School of Emergency Management, School of the Environment and Safety Engineering, Jiangsu University, 301 Xuefu Road, Zhenjiang, 212013, Jiangsu Province, PR China; Institute of Environment and Ecology, School of the Environment and Safety Engineering, Jiangsu University, 301 Xuefu Road, Zhenjiang, 212013, Jiangsu Province, PR China.
Institute of Environment and Ecology, School of the Environment and Safety Engineering, Jiangsu University, 301 Xuefu Road, Zhenjiang, 212013, Jiangsu Province, PR China.
Chemosphere. 2024 Oct;365:143397. doi: 10.1016/j.chemosphere.2024.143397. Epub 2024 Sep 21.
Phytoremediation, the use of plants to remove heavy metals from polluted environments, has been extensively studied. However, abiotic stresses such as drought, salt, and high temperatures can limit plant growth and metal uptake, reducing phytoremediation efficiency. High levels of HMs are also toxic to plants, further decreasing phytoremediation efficacy. This manuscript explores the potential of microbial-assisted and chelation-supported approaches to improve phytoremediation under abiotic stress conditions. Microbial assistance involves the use of specific microbes, including fungi that can produce siderophores. Siderophores bind essential metal ions, increasing their solubility and bioavailability for plant uptake. Chelation-supported methods employ organic acids and amino acids to enhance soil absorption and supply of essential metal ions. These chelating agents bind HMs ions, reducing their toxicity to plants and enabling plants to better withstand abiotic stresses like drought and salinity. Managed microbial-assisted and chelation-supported approaches offer more efficient and sustainable phytoremediation by promoting plant growth, metal uptake, and mitigating the effects of heavy metal and abiotic stresses. Managed microbial-assisted and chelation-supported approaches offer more efficient and sustainable phytoremediation by promoting plant growth, metal uptake, and mitigating the effects of HMs and abiotic stresses.These strategies represent a significant advancement in phytoremediation technology, potentially expanding its applicability to more challenging environmental conditions.

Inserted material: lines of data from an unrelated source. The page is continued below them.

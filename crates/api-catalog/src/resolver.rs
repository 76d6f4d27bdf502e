//! `$ref` dereferencing for API documents

use serde_json::Value;
use tracing::{debug, warn};

/// Replaces local `$ref` references with copies of their targets.
///
/// A reference already being expanded higher up the same branch is left
/// literal, so recursive schemas stay finite.
pub struct Dereferencer<'a> {
    /// The whole document; refs are JSON pointers into it
    document: &'a Value,
    /// Maximum number of nested references followed on one branch
    max_depth: usize,
}

impl<'a> Dereferencer<'a> {
    pub fn new(document: &'a Value) -> Self {
        Self {
            document,
            max_depth: 10,
        }
    }

    /// Produce a copy of the document with every resolvable `$ref` inlined
    pub fn dereference(document: &Value) -> Value {
        Dereferencer::new(document).resolve(document)
    }

    /// Resolve a value, following `$ref` references
    pub fn resolve(&self, value: &Value) -> Value {
        self.resolve_in_chain(value, &mut Vec::new())
    }

    /// `chain` holds the refs being expanded above `value`
    fn resolve_in_chain(&self, value: &Value, chain: &mut Vec<String>) -> Value {
        match value {
            Value::Object(obj) => {
                if let Some(ref_str) = obj.get("$ref").and_then(Value::as_str) {
                    if chain.iter().any(|seen| seen == ref_str) {
                        debug!("Leaving recursive reference {} unexpanded", ref_str);
                        return value.clone();
                    }
                    if chain.len() >= self.max_depth {
                        warn!("Reference chain too deep at {}", ref_str);
                        return value.clone();
                    }
                    if let Some(target) = self.lookup(ref_str) {
                        chain.push(ref_str.to_string());
                        let resolved = self.resolve_in_chain(target, chain);
                        chain.pop();
                        return resolved;
                    }
                }

                let mut result = serde_json::Map::new();
                for (key, child) in obj {
                    result.insert(key.clone(), self.resolve_in_chain(child, chain));
                }
                Value::Object(result)
            }
            Value::Array(items) => Value::Array(
                items
                    .iter()
                    .map(|item| self.resolve_in_chain(item, chain))
                    .collect(),
            ),
            _ => value.clone(),
        }
    }

    fn lookup(&self, ref_str: &str) -> Option<&'a Value> {
        // Parse refs like "#/components/schemas/Pet"
        let Some(pointer) = ref_str.strip_prefix('#') else {
            warn!("Skipping non-local reference: {}", ref_str);
            return None;
        };

        let found = self.document.pointer(pointer);
        if found.is_none() {
            warn!("Unresolvable reference: {}", ref_str);
        }
        found
    }
}

#[cfg(test)]
mod tests {
    use super::*;
    use serde_json::json;

    #[test]
    fn test_resolve_simple_ref() {
        let doc = json!({
            "components": {"schemas": {"User": {
                "type": "object",
                "properties": {"name": {"type": "string"}},
                "required": ["name"]
            }}},
            "paths": {"/users": {"post": {"requestBody": {"content": {
                "application/json": {"schema": {"$ref": "#/components/schemas/User"}}
            }}}}}
        });

        let resolved = Dereferencer::dereference(&doc);
        let schema = &resolved["paths"]["/users"]["post"]["requestBody"]["content"]["application/json"]["schema"];

        assert_eq!(schema["type"], "object");
        assert_eq!(schema["required"], json!(["name"]));
    }

    #[test]
    fn test_resolve_nested_ref_and_arrays() {
        let doc = json!({
            "components": {
                "schemas": {
                    "Address": {"type": "object", "properties": {"street": {"type": "string"}}},
                    "User": {"type": "object", "properties": {
                        "address": {"$ref": "#/components/schemas/Address"}
                    }}
                },
                "parameters": {
                    "PetId": {"name": "petId", "in": "path", "required": true}
                }
            },
            "paths": {"/pets/{petId}": {"get": {
                "parameters": [{"$ref": "#/components/parameters/PetId"}],
                "responses": {"200": {"content": {"application/json": {
                    "schema": {"allOf": [{"$ref": "#/components/schemas/User"}]}
                }}}}
            }}}
        });

        let resolved = Dereferencer::dereference(&doc);
        let op = &resolved["paths"]["/pets/{petId}"]["get"];

        assert_eq!(op["parameters"][0]["name"], "petId");
        let user = &op["responses"]["200"]["content"]["application/json"]["schema"]["allOf"][0];
        assert_eq!(user["properties"]["address"]["properties"]["street"]["type"], "string");
    }

    #[test]
    fn test_escaped_pointer_segments() {
        let doc = json!({
            "paths": {"/a/b": {"get": {"summary": "x"}}},
            "alias": {"$ref": "#/paths/~1a~1b/get"}
        });

        let resolved = Dereferencer::dereference(&doc);
        assert_eq!(resolved["alias"]["summary"], "x");
    }

    #[test]
    fn test_cycles_stay_literal() {
        let doc = json!({
            "components": {"schemas": {"Node": {
                "type": "object",
                "properties": {"next": {"$ref": "#/components/schemas/Node"}}
            }}},
            "root": {"$ref": "#/components/schemas/Node"}
        });

        let resolved = Dereferencer::dereference(&doc);
        assert_eq!(resolved["root"]["type"], "object");
        assert_eq!(
            resolved["root"]["properties"]["next"],
            json!({"$ref": "#/components/schemas/Node"})
        );
    }

    fn count_nodes(value: &Value) -> usize {
        1 + match value {
            Value::Object(obj) => obj.values().map(count_nodes).sum(),
            Value::Array(items) => items.iter().map(count_nodes).sum(),
            _ => 0,
        }
    }

    #[test]
    fn test_many_self_references_stay_linear() {
        let properties: serde_json::Map<String, Value> = (0..6)
            .map(|i| (format!("c{}", i), json!({"$ref": "#/components/schemas/Node"})))
            .collect();
        let doc = json!({
            "components": {"schemas": {"Node": {"type": "object", "properties": properties}}},
            "root": {"$ref": "#/components/schemas/Node"},
            "list": {"type": "array", "items": {"$ref": "#/components/schemas/Node"}}
        });

        let resolved = Dereferencer::dereference(&doc);

        assert!(count_nodes(&resolved) <= 3 * count_nodes(&doc));
        assert_eq!(resolved["root"]["properties"]["c5"]["$ref"], "#/components/schemas/Node");
        assert_eq!(resolved["list"]["items"]["type"], "object");
    }

    #[test]
    fn test_shared_refs_expand_on_every_branch() {
        let doc = json!({
            "components": {"schemas": {
                "Tag": {"type": "string"},
                "Pet": {"type": "object", "properties": {
                    "tag": {"$ref": "#/components/schemas/Tag"},
                    "alias": {"$ref": "#/components/schemas/Tag"}
                }}
            }},
            "root": {"$ref": "#/components/schemas/Pet"}
        });

        let resolved = Dereferencer::dereference(&doc);
        assert_eq!(resolved["root"]["properties"]["tag"]["type"], "string");
        assert_eq!(resolved["root"]["properties"]["alias"]["type"], "string");
    }

    #[test]
    fn test_unresolvable_refs_stay_literal() {
        let doc = json!({
            "a": {"$ref": "#/missing"},
            "b": {"$ref": "other.yaml#/Pet"}
        });

        let resolved = Dereferencer::dereference(&doc);
        assert_eq!(resolved["a"]["$ref"], "#/missing");
        assert_eq!(resolved["b"]["$ref"], "other.yaml#/Pet");
    }
}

In this review, we examined how microbial-assisted and chelation-supported techniques can enhance phytoremediation a method that uses plants to remove heavy metals from contaminated sites. These approaches not only boost plant growth and metal uptake but also alleviate the toxic effects of HMs and abiotic stresses like drought and salinity. By doing so, they make phytoremediation a more viable and effective solution for environmental remediation.

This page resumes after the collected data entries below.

//! OpenAI chat-completions oracle

use async_trait::async_trait;
use serde_json::Value;
use tracing::debug;

use super::{CompletionRequest, CompletionResponse, Oracle, OracleError};

pub const DEFAULT_BASE_URL: &str = "https://api.openai.com/v1";

/// Oracle backed by an OpenAI-compatible `/chat/completions` endpoint
pub struct OpenAiOracle {
    client: reqwest::Client,
    api_key: String,
    base_url: String,
}

impl OpenAiOracle {
    pub fn new(api_key: impl Into<String>) -> Self {
        Self {
            client: reqwest::Client::new(),
            api_key: api_key.into(),
            base_url: DEFAULT_BASE_URL.to_string(),
        }
    }

    /// Point at a compatible endpoint (proxy, Azure gateway, local server)
    pub fn with_base_url(mut self, base_url: impl Into<String>) -> Self {
        self.base_url = base_url.into().trim_end_matches('/').to_string();
        self
    }

    pub fn base_url(&self) -> &str {
        &self.base_url
    }

    fn endpoint(&self) -> String {
        format!("{}/chat/completions", self.base_url)
    }
}

impl std::fmt::Debug for OpenAiOracle {
    fn fmt(&self, f: &mut std::fmt::Formatter<'_>) -> std::fmt::Result {
        f.debug_struct("OpenAiOracle")
            .field("base_url", &self.base_url)
            .finish_non_exhaustive()
    }
}

#[async_trait]
impl Oracle for OpenAiOracle {
    async fn complete(&self, request: CompletionRequest) -> Result<CompletionResponse, OracleError> {
        debug!(
            model = %request.model,
            functions = request.functions.as_ref().map_or(0, Vec::len),
            "Sending completion request"
        );

        let response = self
            .client
            .post(self.endpoint())
            .bearer_auth(&self.api_key)
            .json(&request)
            .send()
            .await
            .map_err(|e| OracleError::Transport(e.to_string()))?;

        let status = response.status();
        if !status.is_success() {
            let text = response
                .text()
                .await
                .map_err(|e| OracleError::Transport(e.to_string()))?;
            let payload =
                serde_json::from_str::<Value>(&text).unwrap_or(Value::String(text));
            return Err(OracleError::Api {
                status: status.as_u16(),
                payload,
            });
        }

        response
            .json::<CompletionResponse>()
            .await
            .map_err(|e| OracleError::InvalidResponse(e.to_string()))
    }
}

#[cfg(test)]
mod tests {
    use super::*;

    #[test]
    fn test_endpoint_joins_base_url() {
        let oracle = OpenAiOracle::new("sk-test");
        assert_eq!(oracle.endpoint(), "https://api.openai.com/v1/chat/completions");

        let oracle = OpenAiOracle::new("sk-test").with_base_url("http://localhost:8080/v1/");
        assert_eq!(oracle.endpoint(), "http://localhost:8080/v1/chat/completions");
    }

    #[test]
    fn test_debug_hides_api_key() {
        let rendered = format!("{:?}", OpenAiOracle::new("sk-secret"));
        assert!(!rendered.contains("sk-secret"));
    }
}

植物修复,即利用植物去除污染环境中的重金属,已经得到了广泛的研究。然而,非生物胁迫,如干旱、盐和高温等,会限制植物的生长和金属吸收,降低植物修复的效率。高水平的重金属对植物也有毒性,进一步降低了植物修复的效果。本文探讨了微生物辅助和螯合支持方法在改善非生物胁迫条件下植物修复的潜力。微生物辅助涉及使用特定的微生物,包括能产生铁载体的真菌。铁载体结合必需的金属离子,增加其在植物吸收中的溶解度和生物利用度。螯合支持方法利用有机酸和氨基酸来增强土壤对必需金属离子的吸收和供应。这些螯合剂与重金属离子结合,降低其对植物的毒性,使植物能够更好地承受干旱和盐度等非生物胁迫。管理微生物辅助和螯合支持的方法通过促进植物生长、金属吸收以及减轻重金属和非生物胁迫的影响,提供更高效和可持续的植物修复。管理微生物辅助和螯合支持的方法通过促进植物生长、金属吸收以及减轻重金属和非生物胁迫的影响,提供更高效和可持续的植物修复。这些策略代表了植物修复技术的重大进展,可能会扩大其在更具挑战性的环境条件下的应用。在本综述中,我们研究了微生物辅助和螯合支持技术如何增强植物修复——一种利用植物从污染场地去除重金属的方法。这些方法不仅能促进植物的生长和金属吸收,还能减轻重金属和干旱、盐度等非生物胁迫的毒性影响。通过这样做,它们使植物修复成为更可行和有效的环境修复解决方案。